Durante meses, Pyongyang ha pedido una reducción de las sanciones internacionales que le impusieron por sus programas de armas nucleares y misiles balísticos, pero el gobierno de Trump estima que Corea del Norte debe realizar más gestos concretos antes de obtener una flexibilización.

Tras las palabras de Kim Jong Un conocidas el primer día del año a través de la agencia KCNA, se produjo el ataque con misiles de los Estados Unidos al aeropuerto de Bagdad, que produjo la muerte del general iraní Qasem Soleimani, el militar más cercano al Ayatollah Khamenei.

En el ataque también cayó muerto Abu Mahdi al Muhandis, el jefe de las Fuerzas de Movilización Popular (FMP) y comandante de la milicia Kataib Hezbolá (KH), además de otras 10 personas.

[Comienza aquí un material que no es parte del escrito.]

//! Error types for the pdf2markdown library.
//!
//! Two distinct error types reflect two distinct failure modes:
//!
//! * [`Pdf2MdError`]: **Fatal**: the conversion cannot proceed at all
//!   (missing input, wrong extension, a document pdfium cannot open).
//!   Returned as `Err(Pdf2MdError)` from the top-level `convert*` functions.
//!
//! * [`PageError`]: **Non-fatal**: a single page or a single image region
//!   failed (unreadable page, image without a bounding box, crop outside the
//!   page, OCR crash). The unit is skipped, the failure is logged and stored in
//!   [`crate::output::ConversionOutput::page_errors`], and the rest of the
//!   document is converted normally.

use std::path::PathBuf;
use thiserror::Error;

/// All fatal errors returned by the pdf2markdown library.
///
/// Page-level and image-level failures use [`PageError`] and are collected
/// into [`crate::output::ConversionOutput`] rather than propagated here.
#[derive(Debug, Error)]
pub enum Pdf2MdError {
    // ── Input errors ──────────────────────────────────────────────────────
    /// Wrong command-line usage.
    #[error("Usage: {0}")]
    Usage(String),

    /// Input file was not found at the given path.
    #[error("PDF file not found: '{path}'\nCheck the path exists and is readable.")]
    FileNotFound { path: PathBuf },

    /// Process does not have read permission on the file.
    #[error("Permission denied reading '{path}'\nTry: chmod +r {path:?}")]
    PermissionDenied { path: PathBuf },

    /// The input path does not end in `.pdf`.
    #[error("Input '{path}' is not a .pdf file")]
    NotPdfExtension { path: PathBuf },

    /// The file exists and was read, but is not a PDF.
    #[error("File is not a valid PDF: '{path}'\nFirst bytes: {magic:?}")]
    NotAPdf { path: PathBuf, magic: [u8; 4] },

    // ── PDF errors ────────────────────────────────────────────────────────
    /// PDF header/trailer/xref is corrupt and cannot be parsed.
    #[error("PDF '{path}' is corrupt: {detail}\nTry repairing with: qpdf input.pdf output.pdf")]
    CorruptPdf { path: PathBuf, detail: String },

    /// PDF requires a password but none was provided.
    #[error("PDF '{path}' is encrypted and requires a password.\nProvide it with --password <PASSWORD>.")]
    PasswordRequired { path: PathBuf },

    /// A password was provided but it is wrong.
    #[error("Wrong password for PDF '{path}'")]
    WrongPassword { path: PathBuf },

    /// Rasterising the requested page range failed as a whole.
    #[error("Rasterisation failed for pages {first}-{last}: {detail}")]
    RasterisationFailed {
        first: usize,
        last: usize,
        detail: String,
    },

    // ── I/O errors ────────────────────────────────────────────────────────
    /// Could not create or write the output Markdown file.
    #[error("Failed to write output file '{path}': {source}")]
    OutputWriteFailed {
        path: PathBuf,
        #[source]
        source: std::io::Error,
    },

    // ── Config errors ─────────────────────────────────────────────────────
    /// Builder validation failed.
    #[error("Invalid configuration: {0}")]
    InvalidConfig(String),

    // ── Pdfium binding errors ─────────────────────────────────────────────
    /// Could not bind to a pdfium library.
    #[error(
        "Failed to bind to pdfium library: {0}\n\n\
Set PDFIUM_LIB_PATH=/path/to/libpdfium, place the library next to the\n\
binary, or install it system-wide.\n"
    )]
    PdfiumBindingFailed(String),

    // ── Catch-all ─────────────────────────────────────────────────────────
    /// Unexpected internal error.
    #[error("Internal error: {0}")]
    Internal(String),
}

/// A non-fatal error for a single page or image region.
///
/// The offending unit is skipped; the conversion continues.
#[derive(Debug, Clone, PartialEq, Error, serde::Serialize, serde::Deserialize)]
pub enum PageError {
    /// The page could not be loaded or its text could not be read.
    #[error("Page {page}: text extraction failed: {detail}")]
    TextExtraction { page: usize, detail: String },

    /// Table detection failed; the page keeps its text but has no tables.
    #[error("Page {page}: table extraction failed: {detail}")]
    TableExtraction { page: usize, detail: String },

    /// The page's image objects could not be enumerated.
    #[error("Page {page}: image enumeration failed: {detail}")]
    ImageEnumeration { page: usize, detail: String },

    /// Per-character records could not be read; layout segmentation skipped.
    #[error("Page {page}: glyph extraction failed: {detail}")]
    GlyphExtraction { page: usize, detail: String },

    /// An embedded image reported no usable bounding box.
    #[error("Page {page}: image #{index} has no bounding box")]
    MissingBoundingBox { page: usize, index: usize },

    /// The rasteriser returned no bitmap for a page inside the requested range.
    #[error("Page {page}: no rasterised bitmap available")]
    MissingBitmap { page: usize },

    /// One page inside the rendered range could not be rendered.
    #[error("Page {page}: rendering failed: {detail}")]
    RenderFailed { page: usize, detail: String },

    /// The whole page range could not be rendered; no image on it was read.
    #[error("Pages {first}-{last}: rasterisation failed: {detail}")]
    RasterisationFailed {
        first: usize,
        last: usize,
        detail: String,
    },

    /// Cropping an image region out of the rendered page failed.
    #[error("Page {page}: crop failed: {detail}")]
    CropFailed { page: usize, detail: String },

    /// The OCR engine failed on a cropped region.
    #[error("Page {page}: OCR failed: {detail}")]
    OcrFailed { page: usize, detail: String },
}

impl PageError {
    /// 1-based page number the error belongs to; the first page of the
    /// range for a range-wide rasterisation failure.
    pub fn page(&self) -> usize {
        match self {
            PageError::TextExtraction { page, .. }
            | PageError::TableExtraction { page, .. }
            | PageError::ImageEnumeration { page, .. }
            | PageError::GlyphExtraction { page, .. }
            | PageError::MissingBoundingBox { page, .. }
            | PageError::MissingBitmap { page }
            | PageError::RenderFailed { page, .. }
            | PageError::CropFailed { page, .. }
            | PageError::OcrFailed { page, .. } => *page,
            PageError::RasterisationFailed { first, .. } => *first,
        }
    }
}

#[cfg(test)]
mod tests {
    use super::*;

    #[test]
    fn not_pdf_extension_display() {
        let e = Pdf2MdError::NotPdfExtension {
            path: PathBuf::from("notes.txt"),
        };
        assert!(e.to_string().contains("notes.txt"), "got: {e}");
    }

    #[test]
    fn rasterisation_display_names_range() {
        let e = Pdf2MdError::RasterisationFailed {
            first: 5,
            last: 7,
            detail: "boom".into(),
        };
        let msg = e.to_string();
        assert!(msg.contains("5-7"), "got: {msg}");
        assert!(msg.contains("boom"));
    }

    #[test]
    fn page_error_reports_page() {
        let e = PageError::CropFailed {
            page: 4,
            detail: "outside page".into(),
        };
        assert_eq!(e.page(), 4);
        assert!(e.to_string().starts_with("Page 4"));
    }

    #[test]
    fn range_failure_reports_first_page() {
        let e = PageError::RasterisationFailed {
            first: 5,
            last: 7,
            detail: "out of memory".into(),
        };
        assert_eq!(e.page(), 5);
        assert!(e.to_string().starts_with("Pages 5-7"), "got: {e}");
    }

    #[test]
    fn page_error_serialises() {
        let e = PageError::MissingBoundingBox { page: 2, index: 1 };
        let json = serde_json::to_string(&e).expect("serialise");
        assert!(json.contains("MissingBoundingBox"));
    }
}
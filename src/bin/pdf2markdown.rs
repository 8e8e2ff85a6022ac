//! CLI binary for pdf2markdown.
//!
//! A thin shim over the library crate that maps CLI flags
//! to `ConversionConfig` and reports results.

use anyhow::{Context, Result};
use clap::Parser;
use indicatif::{ProgressBar, ProgressStyle};
use pdf2markdown::{
    convert_to_file, inspect, ConversionConfig, ConversionOutput, ConversionProgressCallback,
    ConversionStats, Pdf2MdError, ProgressCallback,
};
use std::io;
use std::path::{Path, PathBuf};
use std::process::ExitCode;
use std::sync::atomic::{AtomicUsize, Ordering};
use std::sync::Arc;
use std::time::Duration;
use tracing::error;
use tracing_subscriber::EnvFilter;

// ── ANSI colour helpers (no extra deps) ──────────────────────────────────────

fn green(s: &str) -> String {
    format!("\x1b[32m{s}\x1b[0m")
}
fn red(s: &str) -> String {
    format!("\x1b[31m{s}\x1b[0m")
}
fn dim(s: &str) -> String {
    format!("\x1b[2m{s}\x1b[0m")
}
fn bold(s: &str) -> String {
    format!("\x1b[1m{s}\x1b[0m")
}
fn cyan(s: &str) -> String {
    format!("\x1b[36m{s}\x1b[0m")
}

const TICKS: &[&str] = &["⠋", "⠙", "⠹", "⠸", "⠼", "⠴", "⠦", "⠧", "⠇", "⠏", "⠿"];

// ── CLI progress callback using indicatif ────────────────────────────────────

/// Terminal progress: one bar for page extraction, reused for OCR.
struct CliProgressCallback {
    bar: ProgressBar,
    page_errors: AtomicUsize,
}

impl CliProgressCallback {
    fn new() -> Arc<Self> {
        let bar = ProgressBar::new(0);
        let spinner_style = ProgressStyle::with_template("{spinner:.cyan} {prefix:.bold}  {msg}")
            .unwrap_or_else(|_| ProgressStyle::default_spinner())
            .tick_strings(TICKS);

        bar.set_style(spinner_style);
        bar.set_prefix("Preparing");
        bar.set_message("Opening PDF…");
        bar.enable_steady_tick(Duration::from_millis(80));

        Arc::new(Self {
            bar,
            page_errors: AtomicUsize::new(0),
        })
    }

    fn activate_bar(&self, prefix: &'static str, unit: &str, total: usize) {
        let template = format!(
            "{{spinner:.cyan}} {{prefix:.bold}}  \
             [{{bar:42.green/238}}] {{pos:>3}}/{{len}} {unit}  \
             ⏱ {{elapsed_precise}}"
        );
        let progress_style = ProgressStyle::with_template(&template)
            .unwrap_or_else(|_| ProgressStyle::default_bar())
            .progress_chars("█▉▊▋▌▍▎▏  ")
            .tick_strings(TICKS);

        self.bar.set_position(0);
        self.bar.set_length(total as u64);
        self.bar.set_style(progress_style);
        self.bar.set_prefix(prefix);
        self.bar.reset_eta();
    }

    /// Stop the ticker and remove the bar so error output is not overdrawn.
    fn clear(&self) {
        self.bar.finish_and_clear();
    }
}

impl ConversionProgressCallback for CliProgressCallback {
    fn on_conversion_start(&self, total_pages: usize) {
        self.activate_bar("Extracting", "pages", total_pages);
    }

    fn on_page_extracted(&self, _page_num: usize, _total_pages: usize) {
        self.bar.inc(1);
    }

    fn on_page_error(&self, page_num: usize, total_pages: usize, error: &str) {
        self.page_errors.fetch_add(1, Ordering::SeqCst);

        let msg = if error.chars().count() > 80 {
            format!("{}\u{2026}", error.chars().take(79).collect::<String>())
        } else {
            error.to_string()
        };

        self.bar.println(format!(
            "  {} Page {:>3}/{:<3}  {}",
            red("✗"),
            page_num,
            total_pages,
            red(&msg),
        ));
        self.bar.inc(1);
    }

    fn on_ocr_start(&self, total_images: usize) {
        self.activate_bar("OCR", "images", total_images);
    }

    fn on_image_complete(&self, _index: usize, _total_images: usize, page_num: usize) {
        self.bar.set_message(format!("page {page_num}"));
        self.bar.inc(1);
    }

    fn on_conversion_complete(&self, extracted_pages: usize, image_texts: usize) {
        self.clear();

        let failed = self.page_errors.load(Ordering::SeqCst);
        eprintln!(
            "{} {} pages extracted{}, {} image texts",
            if failed == 0 { green("✔") } else { cyan("⚠") },
            bold(&extracted_pages.to_string()),
            if failed == 0 {
                String::new()
            } else {
                format!(" ({} skipped)", red(&failed.to_string()))
            },
            bold(&image_texts.to_string()),
        );
    }
}

const AFTER_HELP: &str = r#"EXAMPLES:
  # Basic conversion
  pdf2markdown report.pdf report.md

  # Scanned German document at higher resolution
  pdf2markdown --dpi 300 --lang deu scan.pdf scan.md

  # Text only, no OCR of embedded images
  pdf2markdown --no-ocr paper.pdf paper.md

  # Inspect PDF metadata
  pdf2markdown --inspect-only document.pdf

  # JSON output (ConversionOutput) on stdout, Markdown still written
  pdf2markdown --json document.pdf document.md > result.json

ENVIRONMENT VARIABLES:
  PDFIUM_LIB_PATH   Path to libpdfium (otherwise ./ then the system library)
  RUST_LOG          Overrides the log filter chosen by -v / -q

REQUIREMENTS:
  libpdfium for parsing and rendering; the tesseract binary for OCR. When
  tesseract is missing, images are skipped with a warning.
"#;

/// Convert a PDF file to Markdown, including OCR of embedded images.
#[derive(Parser, Debug)]
#[command(
    name = "pdf2markdown",
    version,
    about = "Convert a PDF file to Markdown, including OCR of embedded images",
    color = clap::ColorChoice::Auto,
    after_long_help = AFTER_HELP
)]
struct Cli {
    /// Input PDF file.
    input: PathBuf,

    /// Output Markdown file (overwritten if it exists).
    #[arg(required_unless_present = "inspect_only")]
    output: Option<PathBuf>,

    /// Rendering DPI for pages holding images (72–600).
    #[arg(long, env = "PDF2MD_DPI", default_value_t = 200,
          value_parser = clap::value_parser!(u32).range(72..=600))]
    dpi: u32,

    /// Tesseract language code(s), e.g. eng or eng+deu.
    #[arg(long, env = "PDF2MD_LANG", default_value = "eng")]
    lang: String,

    /// Tesseract executable.
    #[arg(long, env = "PDF2MD_TESSERACT", default_value = "tesseract")]
    tesseract: PathBuf,

    /// Skip OCR of embedded images.
    #[arg(long, env = "PDF2MD_NO_OCR")]
    no_ocr: bool,

    /// Skip table detection.
    #[arg(long, env = "PDF2MD_NO_TABLES")]
    no_tables: bool,

    /// Prepend YAML front-matter with document metadata.
    #[arg(long, env = "PDF2MD_METADATA")]
    metadata: bool,

    /// PDF user password for encrypted documents.
    #[arg(long, env = "PDF2MD_PASSWORD")]
    password: Option<String>,

    /// Also print the structured result (ConversionOutput) as JSON on stdout.
    #[arg(long, env = "PDF2MD_JSON")]
    json: bool,

    /// Disable progress bar.
    #[arg(long, env = "PDF2MD_NO_PROGRESS")]
    no_progress: bool,

    /// Print PDF metadata only, no conversion.
    #[arg(long)]
    inspect_only: bool,

    /// Enable DEBUG-level tracing logs.
    #[arg(short, long, env = "PDF2MD_VERBOSE")]
    verbose: bool,

    /// Suppress all output except errors.
    #[arg(short, long, env = "PDF2MD_QUIET")]
    quiet: bool,
}

#[tokio::main]
async fn main() -> ExitCode {
    // Usage errors exit 1 like every other failure; --help/--version exit 0.
    let cli = match Cli::try_parse() {
        Ok(cli) => cli,
        Err(e) => {
            let code = if e.use_stderr() { 1 } else { 0 };
            let _ = e.print();
            return ExitCode::from(code);
        }
    };

    init_logging(&cli);

    match run(cli).await {
        Ok(()) => ExitCode::SUCCESS,
        Err(e) => {
            error!("{:#}", e);
            ExitCode::FAILURE
        }
    }
}

fn init_logging(cli: &Cli) {
    // The progress bar replaces INFO-level library logs.
    let show_progress = show_progress(cli);
    let filter = if cli.verbose {
        "debug"
    } else if cli.quiet || show_progress {
        "error"
    } else {
        "info"
    };

    tracing_subscriber::fmt()
        .with_env_filter(
            EnvFilter::try_from_default_env().unwrap_or_else(|_| EnvFilter::new(filter)),
        )
        .with_writer(io::stderr)
        .init();
}

fn show_progress(cli: &Cli) -> bool {
    !cli.quiet && !cli.no_progress && !cli.verbose
}

async fn run(cli: Cli) -> Result<()> {
    // ── Inspect-only mode ────────────────────────────────────────────────
    if cli.inspect_only {
        let config = build_config(&cli, None)?;
        let meta = inspect(&cli.input, &config)
            .await
            .context("Failed to inspect PDF")?;

        if cli.json {
            println!(
                "{}",
                serde_json::to_string_pretty(&meta).context("Failed to serialize metadata")?
            );
        } else {
            println!("File:         {}", cli.input.display());
            if let Some(ref t) = meta.title {
                println!("Title:        {}", t);
            }
            if let Some(ref a) = meta.author {
                println!("Author:       {}", a);
            }
            if let Some(ref s) = meta.subject {
                println!("Subject:      {}", s);
            }
            println!("Pages:        {}", meta.page_count);
            println!("PDF Version:  {}", meta.pdf_version);
            if let Some(ref p) = meta.producer {
                println!("Producer:     {}", p);
            }
            if let Some(ref c) = meta.creator {
                println!("Creator:      {}", c);
            }
        }
        return Ok(());
    }

    let output_path = cli.output.clone().ok_or_else(|| {
        Pdf2MdError::Usage("an output path is required unless --inspect-only is given".into())
    })?;

    // ── Run conversion ───────────────────────────────────────────────────
    let progress = show_progress(&cli).then(CliProgressCallback::new);
    let output = convert_file(&cli, &output_path, progress).await?;

    if cli.json {
        let json = serde_json::to_string_pretty(&output).context("Failed to serialise output")?;
        println!("{json}");
    }

    if !cli.quiet {
        print_summary(&output.stats, &output_path);
    }

    Ok(())
}

/// Build the config and convert. The progress bar is cleared on failure so
/// the final error line is printed on a clean terminal.
async fn convert_file(
    cli: &Cli,
    output_path: &Path,
    progress: Option<Arc<CliProgressCallback>>,
) -> Result<ConversionOutput> {
    let progress_cb = progress
        .clone()
        .map(|cb| cb as Arc<dyn ConversionProgressCallback>);
    let result = match build_config(cli, progress_cb) {
        Ok(config) => convert_to_file(&cli.input, output_path, &config)
            .await
            .with_context(|| format!("Conversion of {} failed", cli.input.display())),
        Err(e) => Err(e),
    };

    if let (Err(_), Some(cb)) = (&result, &progress) {
        cb.clear();
    }
    result
}

fn print_summary(stats: &ConversionStats, output_path: &std::path::Path) {
    eprintln!(
        "{}  {}/{} pages  {} tables  {} image texts  {}ms  →  {}",
        if stats.failed_pages == 0 {
            green("✔")
        } else {
            cyan("⚠")
        },
        stats.extracted_pages,
        stats.total_pages,
        stats.tables,
        stats.image_texts,
        stats.total_duration_ms,
        bold(&output_path.display().to_string()),
    );
    eprintln!(
        "   {}",
        dim(&format!(
            "extract {}ms  /  ocr {}ms over {} rendered pages",
            stats.extraction_duration_ms, stats.ocr_duration_ms, stats.rasterised_pages
        )),
    );
}

/// Map CLI args to `ConversionConfig`.
fn build_config(cli: &Cli, progress: Option<ProgressCallback>) -> Result<ConversionConfig> {
    let mut builder = ConversionConfig::builder()
        .dpi(cli.dpi)
        .ocr(!cli.no_ocr)
        .ocr_language(cli.lang.clone())
        .tesseract_cmd(cli.tesseract.clone())
        .include_tables(!cli.no_tables)
        .include_metadata(cli.metadata);

    if let Some(ref password) = cli.password {
        builder = builder.password(password.clone());
    }
    if let Some(cb) = progress {
        builder = builder.progress_callback(cb);
    }

    builder.build().context("Invalid configuration")
}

‘La gran nación de Irán tomará venganza por este atroz crimen‘, pronosticó rápidamente el presidente de Irán, Hassan Rouhani.

‘Un presidente en guerra jamás es cambiado en los Estados Unidos. A Trump, un conflicto que se plantee en forma extensa, lo habilita para seguir en el poder‘, interpreta el analista Eduardo Martínez, también contactado por actualidad.

Recuerda entonces que es común que las distintas administraciones impulsen un conflicto internacional, muchas veces bélico, al final de sus gestiones: ‘Bush [hijo] tenía severas críticas al cierre de su primer mandato, y fue reelegido a mitad de una guerra [invasiones de Irak y Afganistán]‘.

Si de problemas políticos internos se trata, Irán no estuvo libre ya que muy recientemente las multitudes ganaron las calles con el fin de protestar por los aumentos de combustibles.

Mientras tanto, el inoxidable primer ministro israelí Benjamin Netanyahu, que viene presionando por una política más guerrerista de los Estados Unidos contra Irán, y que se encuentra él mismo en una delicada situación interna acusado de corrupción, salió rápidamente en apoyo de Trump.

Esa es otra pata del conflicto en Medio Oriente, bien marcada en un análisis de Claudia Cinatti para La Izquierda Diario.